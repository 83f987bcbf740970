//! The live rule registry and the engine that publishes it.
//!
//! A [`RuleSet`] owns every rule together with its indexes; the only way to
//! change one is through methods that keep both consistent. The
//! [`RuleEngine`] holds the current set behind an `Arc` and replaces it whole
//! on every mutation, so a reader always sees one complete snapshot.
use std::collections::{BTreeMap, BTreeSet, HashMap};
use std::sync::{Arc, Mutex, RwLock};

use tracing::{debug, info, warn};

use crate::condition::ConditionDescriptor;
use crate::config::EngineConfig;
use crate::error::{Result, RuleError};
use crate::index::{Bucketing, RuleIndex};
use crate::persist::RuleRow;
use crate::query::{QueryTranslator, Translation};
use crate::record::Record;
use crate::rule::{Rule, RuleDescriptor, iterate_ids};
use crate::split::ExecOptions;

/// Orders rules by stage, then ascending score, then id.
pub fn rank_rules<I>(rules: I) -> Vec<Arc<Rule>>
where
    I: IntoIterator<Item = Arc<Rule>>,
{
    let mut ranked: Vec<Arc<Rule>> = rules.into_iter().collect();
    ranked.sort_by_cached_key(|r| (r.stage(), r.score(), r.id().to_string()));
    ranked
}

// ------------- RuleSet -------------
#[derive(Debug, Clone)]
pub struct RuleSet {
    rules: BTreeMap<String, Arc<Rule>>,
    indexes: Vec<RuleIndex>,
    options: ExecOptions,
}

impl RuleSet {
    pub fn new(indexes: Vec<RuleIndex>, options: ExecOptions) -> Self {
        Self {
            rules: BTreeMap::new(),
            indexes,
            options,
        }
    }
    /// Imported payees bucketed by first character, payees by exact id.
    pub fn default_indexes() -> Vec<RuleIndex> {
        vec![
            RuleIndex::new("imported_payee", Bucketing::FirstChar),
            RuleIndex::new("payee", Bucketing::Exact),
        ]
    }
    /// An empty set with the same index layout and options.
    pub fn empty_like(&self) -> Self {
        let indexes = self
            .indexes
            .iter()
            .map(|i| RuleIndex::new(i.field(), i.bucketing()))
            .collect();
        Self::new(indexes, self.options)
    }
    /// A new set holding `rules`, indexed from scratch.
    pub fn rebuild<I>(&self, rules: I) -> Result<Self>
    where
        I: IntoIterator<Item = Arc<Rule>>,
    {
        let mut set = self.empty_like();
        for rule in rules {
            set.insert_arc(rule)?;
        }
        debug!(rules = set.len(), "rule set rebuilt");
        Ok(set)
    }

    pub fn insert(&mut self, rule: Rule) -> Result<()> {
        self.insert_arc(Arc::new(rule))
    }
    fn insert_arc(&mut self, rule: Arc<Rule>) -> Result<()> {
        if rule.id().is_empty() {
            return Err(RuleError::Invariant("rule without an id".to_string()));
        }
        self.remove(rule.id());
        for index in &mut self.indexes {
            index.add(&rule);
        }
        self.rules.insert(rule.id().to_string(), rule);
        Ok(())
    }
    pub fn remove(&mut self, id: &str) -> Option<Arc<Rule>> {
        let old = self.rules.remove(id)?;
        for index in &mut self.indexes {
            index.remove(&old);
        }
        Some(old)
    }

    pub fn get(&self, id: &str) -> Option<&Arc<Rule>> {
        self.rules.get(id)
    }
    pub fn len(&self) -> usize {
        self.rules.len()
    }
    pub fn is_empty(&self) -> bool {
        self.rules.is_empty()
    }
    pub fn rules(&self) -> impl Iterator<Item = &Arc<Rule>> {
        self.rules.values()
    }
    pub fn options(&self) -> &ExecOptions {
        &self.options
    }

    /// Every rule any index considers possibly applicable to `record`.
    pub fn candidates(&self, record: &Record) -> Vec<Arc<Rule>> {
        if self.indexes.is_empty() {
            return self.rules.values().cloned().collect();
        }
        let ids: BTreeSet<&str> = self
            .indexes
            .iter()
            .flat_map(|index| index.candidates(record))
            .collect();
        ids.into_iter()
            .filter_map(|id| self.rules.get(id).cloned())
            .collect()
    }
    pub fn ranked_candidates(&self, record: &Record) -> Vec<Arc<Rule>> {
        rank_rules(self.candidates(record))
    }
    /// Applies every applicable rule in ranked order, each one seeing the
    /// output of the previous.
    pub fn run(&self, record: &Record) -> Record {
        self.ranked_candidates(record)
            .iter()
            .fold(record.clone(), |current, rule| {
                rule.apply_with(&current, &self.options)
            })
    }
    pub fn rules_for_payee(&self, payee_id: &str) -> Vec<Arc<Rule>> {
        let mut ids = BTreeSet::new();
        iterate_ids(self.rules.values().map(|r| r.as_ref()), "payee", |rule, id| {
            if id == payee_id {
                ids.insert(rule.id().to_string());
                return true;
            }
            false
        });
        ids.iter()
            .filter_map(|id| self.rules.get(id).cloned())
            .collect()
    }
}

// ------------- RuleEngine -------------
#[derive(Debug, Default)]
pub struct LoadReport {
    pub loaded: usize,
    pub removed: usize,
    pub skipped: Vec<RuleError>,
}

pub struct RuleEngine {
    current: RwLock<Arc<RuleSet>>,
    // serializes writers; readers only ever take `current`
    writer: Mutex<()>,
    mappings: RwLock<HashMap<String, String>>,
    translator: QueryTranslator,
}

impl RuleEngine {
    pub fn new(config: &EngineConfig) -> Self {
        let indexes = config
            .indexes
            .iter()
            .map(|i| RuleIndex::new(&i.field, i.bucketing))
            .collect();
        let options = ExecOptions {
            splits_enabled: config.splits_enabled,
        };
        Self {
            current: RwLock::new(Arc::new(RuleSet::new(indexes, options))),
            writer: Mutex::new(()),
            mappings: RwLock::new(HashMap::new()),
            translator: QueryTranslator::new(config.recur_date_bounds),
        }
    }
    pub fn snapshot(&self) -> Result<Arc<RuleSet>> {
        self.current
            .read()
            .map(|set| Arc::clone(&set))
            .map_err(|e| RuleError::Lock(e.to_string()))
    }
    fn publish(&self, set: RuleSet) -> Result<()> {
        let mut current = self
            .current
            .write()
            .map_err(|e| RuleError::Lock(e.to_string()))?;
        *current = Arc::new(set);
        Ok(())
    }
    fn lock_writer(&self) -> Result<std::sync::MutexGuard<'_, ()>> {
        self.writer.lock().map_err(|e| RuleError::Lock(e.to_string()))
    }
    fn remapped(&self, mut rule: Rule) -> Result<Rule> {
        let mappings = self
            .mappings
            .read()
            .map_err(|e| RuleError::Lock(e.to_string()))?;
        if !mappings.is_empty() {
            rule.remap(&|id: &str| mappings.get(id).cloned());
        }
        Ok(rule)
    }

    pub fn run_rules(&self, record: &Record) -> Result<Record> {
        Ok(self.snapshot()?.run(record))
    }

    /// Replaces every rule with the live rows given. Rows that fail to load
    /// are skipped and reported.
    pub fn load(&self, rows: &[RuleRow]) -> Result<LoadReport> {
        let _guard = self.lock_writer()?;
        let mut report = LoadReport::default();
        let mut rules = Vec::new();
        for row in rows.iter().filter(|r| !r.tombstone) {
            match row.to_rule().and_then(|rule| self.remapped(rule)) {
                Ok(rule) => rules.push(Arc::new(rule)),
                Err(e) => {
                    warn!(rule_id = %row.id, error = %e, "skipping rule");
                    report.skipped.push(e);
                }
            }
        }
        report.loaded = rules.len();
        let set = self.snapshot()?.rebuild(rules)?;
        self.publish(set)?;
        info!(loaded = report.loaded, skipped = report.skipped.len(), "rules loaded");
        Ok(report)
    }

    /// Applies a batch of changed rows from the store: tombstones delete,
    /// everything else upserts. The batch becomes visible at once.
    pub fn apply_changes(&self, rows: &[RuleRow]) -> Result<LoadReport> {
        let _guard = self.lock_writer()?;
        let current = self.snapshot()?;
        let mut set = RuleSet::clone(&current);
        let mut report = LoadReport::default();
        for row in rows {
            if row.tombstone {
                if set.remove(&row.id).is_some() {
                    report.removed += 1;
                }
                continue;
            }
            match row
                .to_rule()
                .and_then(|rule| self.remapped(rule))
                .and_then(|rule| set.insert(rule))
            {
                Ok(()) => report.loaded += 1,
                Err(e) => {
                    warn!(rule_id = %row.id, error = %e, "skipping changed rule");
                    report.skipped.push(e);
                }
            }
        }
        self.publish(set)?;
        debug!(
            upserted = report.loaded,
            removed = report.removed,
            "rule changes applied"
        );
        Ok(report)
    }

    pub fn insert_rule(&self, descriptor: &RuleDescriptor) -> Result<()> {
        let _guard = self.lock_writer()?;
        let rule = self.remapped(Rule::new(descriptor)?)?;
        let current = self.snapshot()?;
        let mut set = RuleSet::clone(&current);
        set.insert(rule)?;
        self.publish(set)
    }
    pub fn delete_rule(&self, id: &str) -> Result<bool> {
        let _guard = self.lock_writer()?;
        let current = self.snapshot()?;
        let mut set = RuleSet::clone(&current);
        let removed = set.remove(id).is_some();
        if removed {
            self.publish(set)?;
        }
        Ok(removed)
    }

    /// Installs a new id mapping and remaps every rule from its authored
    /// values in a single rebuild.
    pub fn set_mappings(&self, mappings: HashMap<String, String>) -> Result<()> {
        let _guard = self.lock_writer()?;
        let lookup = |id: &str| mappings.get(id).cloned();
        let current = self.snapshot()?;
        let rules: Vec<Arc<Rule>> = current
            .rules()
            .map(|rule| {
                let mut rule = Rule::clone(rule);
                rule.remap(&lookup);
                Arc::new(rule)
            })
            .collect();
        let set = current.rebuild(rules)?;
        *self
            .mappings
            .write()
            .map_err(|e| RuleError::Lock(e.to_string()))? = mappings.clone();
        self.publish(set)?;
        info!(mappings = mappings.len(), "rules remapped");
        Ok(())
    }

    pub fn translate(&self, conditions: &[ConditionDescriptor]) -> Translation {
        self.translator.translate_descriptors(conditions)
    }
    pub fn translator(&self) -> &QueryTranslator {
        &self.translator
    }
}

---

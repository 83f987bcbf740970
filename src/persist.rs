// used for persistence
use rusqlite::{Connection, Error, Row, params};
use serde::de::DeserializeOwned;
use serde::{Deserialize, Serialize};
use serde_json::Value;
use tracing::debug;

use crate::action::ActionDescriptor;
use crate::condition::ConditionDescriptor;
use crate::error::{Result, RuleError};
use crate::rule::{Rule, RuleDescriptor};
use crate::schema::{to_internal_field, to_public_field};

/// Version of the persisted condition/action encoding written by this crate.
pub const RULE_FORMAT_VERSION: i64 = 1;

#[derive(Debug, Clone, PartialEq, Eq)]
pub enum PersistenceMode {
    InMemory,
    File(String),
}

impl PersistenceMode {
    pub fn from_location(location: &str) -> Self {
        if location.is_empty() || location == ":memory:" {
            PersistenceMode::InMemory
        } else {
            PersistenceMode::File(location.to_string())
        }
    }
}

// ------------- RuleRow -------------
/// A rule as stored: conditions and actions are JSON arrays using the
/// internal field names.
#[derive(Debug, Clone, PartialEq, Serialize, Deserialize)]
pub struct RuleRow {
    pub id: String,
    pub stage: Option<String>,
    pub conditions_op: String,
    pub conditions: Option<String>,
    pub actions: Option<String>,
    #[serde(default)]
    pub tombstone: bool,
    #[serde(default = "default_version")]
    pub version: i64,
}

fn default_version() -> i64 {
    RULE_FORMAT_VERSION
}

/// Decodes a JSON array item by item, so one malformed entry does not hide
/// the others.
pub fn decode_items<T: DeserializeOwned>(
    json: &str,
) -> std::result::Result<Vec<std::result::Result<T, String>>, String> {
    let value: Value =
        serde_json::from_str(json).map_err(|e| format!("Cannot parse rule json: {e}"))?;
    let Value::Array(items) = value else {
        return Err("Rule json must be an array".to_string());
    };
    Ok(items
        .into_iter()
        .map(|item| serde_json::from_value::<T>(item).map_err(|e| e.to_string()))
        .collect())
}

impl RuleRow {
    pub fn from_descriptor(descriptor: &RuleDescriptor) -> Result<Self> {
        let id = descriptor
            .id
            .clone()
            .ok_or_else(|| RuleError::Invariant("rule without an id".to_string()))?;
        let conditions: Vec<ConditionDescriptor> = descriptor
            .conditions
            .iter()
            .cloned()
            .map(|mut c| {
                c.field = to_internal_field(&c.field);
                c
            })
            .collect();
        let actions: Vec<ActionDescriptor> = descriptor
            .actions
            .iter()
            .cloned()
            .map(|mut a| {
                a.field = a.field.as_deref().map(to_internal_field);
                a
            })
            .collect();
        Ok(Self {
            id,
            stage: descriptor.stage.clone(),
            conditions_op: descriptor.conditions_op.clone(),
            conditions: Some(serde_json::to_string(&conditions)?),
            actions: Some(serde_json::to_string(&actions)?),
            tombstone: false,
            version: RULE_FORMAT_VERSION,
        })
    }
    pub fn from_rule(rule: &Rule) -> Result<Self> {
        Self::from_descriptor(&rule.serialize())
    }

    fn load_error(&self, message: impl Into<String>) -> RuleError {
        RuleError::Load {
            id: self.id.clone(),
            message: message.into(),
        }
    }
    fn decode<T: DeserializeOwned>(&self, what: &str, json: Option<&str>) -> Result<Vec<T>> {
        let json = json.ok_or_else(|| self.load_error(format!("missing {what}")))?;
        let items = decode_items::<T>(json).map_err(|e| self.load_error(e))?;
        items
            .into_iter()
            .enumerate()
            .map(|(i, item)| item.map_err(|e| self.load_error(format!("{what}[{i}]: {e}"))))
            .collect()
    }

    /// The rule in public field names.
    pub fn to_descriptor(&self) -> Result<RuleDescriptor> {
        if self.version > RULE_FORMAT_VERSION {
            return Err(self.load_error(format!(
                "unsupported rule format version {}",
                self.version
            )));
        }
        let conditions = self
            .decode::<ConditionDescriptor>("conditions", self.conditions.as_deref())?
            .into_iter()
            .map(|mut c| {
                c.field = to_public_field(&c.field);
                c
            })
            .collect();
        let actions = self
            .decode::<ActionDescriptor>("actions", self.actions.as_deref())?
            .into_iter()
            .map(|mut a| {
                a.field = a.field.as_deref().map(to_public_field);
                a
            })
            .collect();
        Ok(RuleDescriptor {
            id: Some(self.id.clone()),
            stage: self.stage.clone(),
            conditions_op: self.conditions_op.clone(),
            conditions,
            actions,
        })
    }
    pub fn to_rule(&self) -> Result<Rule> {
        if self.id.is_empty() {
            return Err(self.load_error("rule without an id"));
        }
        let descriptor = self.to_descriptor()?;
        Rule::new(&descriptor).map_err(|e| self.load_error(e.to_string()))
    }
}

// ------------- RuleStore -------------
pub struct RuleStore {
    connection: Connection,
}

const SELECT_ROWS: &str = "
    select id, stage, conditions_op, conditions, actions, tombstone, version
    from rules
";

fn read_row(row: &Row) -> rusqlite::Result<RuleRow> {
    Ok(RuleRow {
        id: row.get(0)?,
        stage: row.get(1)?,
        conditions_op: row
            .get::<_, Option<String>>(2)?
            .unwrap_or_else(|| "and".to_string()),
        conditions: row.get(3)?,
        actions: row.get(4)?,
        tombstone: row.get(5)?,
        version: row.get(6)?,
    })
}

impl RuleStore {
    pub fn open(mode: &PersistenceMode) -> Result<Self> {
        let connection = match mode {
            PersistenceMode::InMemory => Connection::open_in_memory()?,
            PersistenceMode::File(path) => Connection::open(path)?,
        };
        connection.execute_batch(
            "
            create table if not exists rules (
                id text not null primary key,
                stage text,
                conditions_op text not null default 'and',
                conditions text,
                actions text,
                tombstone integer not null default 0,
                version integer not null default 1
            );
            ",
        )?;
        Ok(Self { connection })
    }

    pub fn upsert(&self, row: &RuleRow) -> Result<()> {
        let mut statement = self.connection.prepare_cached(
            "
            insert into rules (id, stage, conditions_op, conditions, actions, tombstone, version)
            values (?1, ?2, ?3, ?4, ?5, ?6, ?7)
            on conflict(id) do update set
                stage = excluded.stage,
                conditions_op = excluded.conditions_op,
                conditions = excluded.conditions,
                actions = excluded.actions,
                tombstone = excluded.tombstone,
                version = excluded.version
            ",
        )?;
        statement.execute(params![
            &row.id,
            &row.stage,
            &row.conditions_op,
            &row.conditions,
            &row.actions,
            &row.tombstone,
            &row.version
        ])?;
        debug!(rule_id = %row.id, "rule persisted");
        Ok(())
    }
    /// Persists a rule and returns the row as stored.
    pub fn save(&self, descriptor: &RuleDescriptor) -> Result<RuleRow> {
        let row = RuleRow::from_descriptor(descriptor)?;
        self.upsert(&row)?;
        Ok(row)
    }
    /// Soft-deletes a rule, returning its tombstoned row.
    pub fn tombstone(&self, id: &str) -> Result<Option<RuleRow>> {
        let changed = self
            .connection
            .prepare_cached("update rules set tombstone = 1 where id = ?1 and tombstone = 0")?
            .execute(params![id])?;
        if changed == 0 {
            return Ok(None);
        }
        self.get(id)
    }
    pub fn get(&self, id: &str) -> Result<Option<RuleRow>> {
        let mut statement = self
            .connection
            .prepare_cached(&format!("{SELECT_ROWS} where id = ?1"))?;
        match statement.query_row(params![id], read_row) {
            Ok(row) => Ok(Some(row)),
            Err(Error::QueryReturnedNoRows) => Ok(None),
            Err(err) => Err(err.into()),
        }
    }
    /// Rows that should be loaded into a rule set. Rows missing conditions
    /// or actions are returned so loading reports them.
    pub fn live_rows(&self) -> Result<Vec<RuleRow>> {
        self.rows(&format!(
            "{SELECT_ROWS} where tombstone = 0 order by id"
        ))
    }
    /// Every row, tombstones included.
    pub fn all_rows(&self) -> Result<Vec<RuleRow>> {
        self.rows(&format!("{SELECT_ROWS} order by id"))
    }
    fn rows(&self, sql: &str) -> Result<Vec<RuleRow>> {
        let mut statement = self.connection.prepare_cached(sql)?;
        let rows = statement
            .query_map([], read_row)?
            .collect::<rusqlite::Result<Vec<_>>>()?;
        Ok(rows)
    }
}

EXERCISE REQUIREMENTS ->
Look through the entries above. Copy out every line holding the word "Invariant".

SOLUTION TO THE PROBLEM ->
            return Err(RuleError::Invariant("rule without an id".to_string()));
            .ok_or_else(|| RuleError::Invariant("rule without an id".to_string()))?;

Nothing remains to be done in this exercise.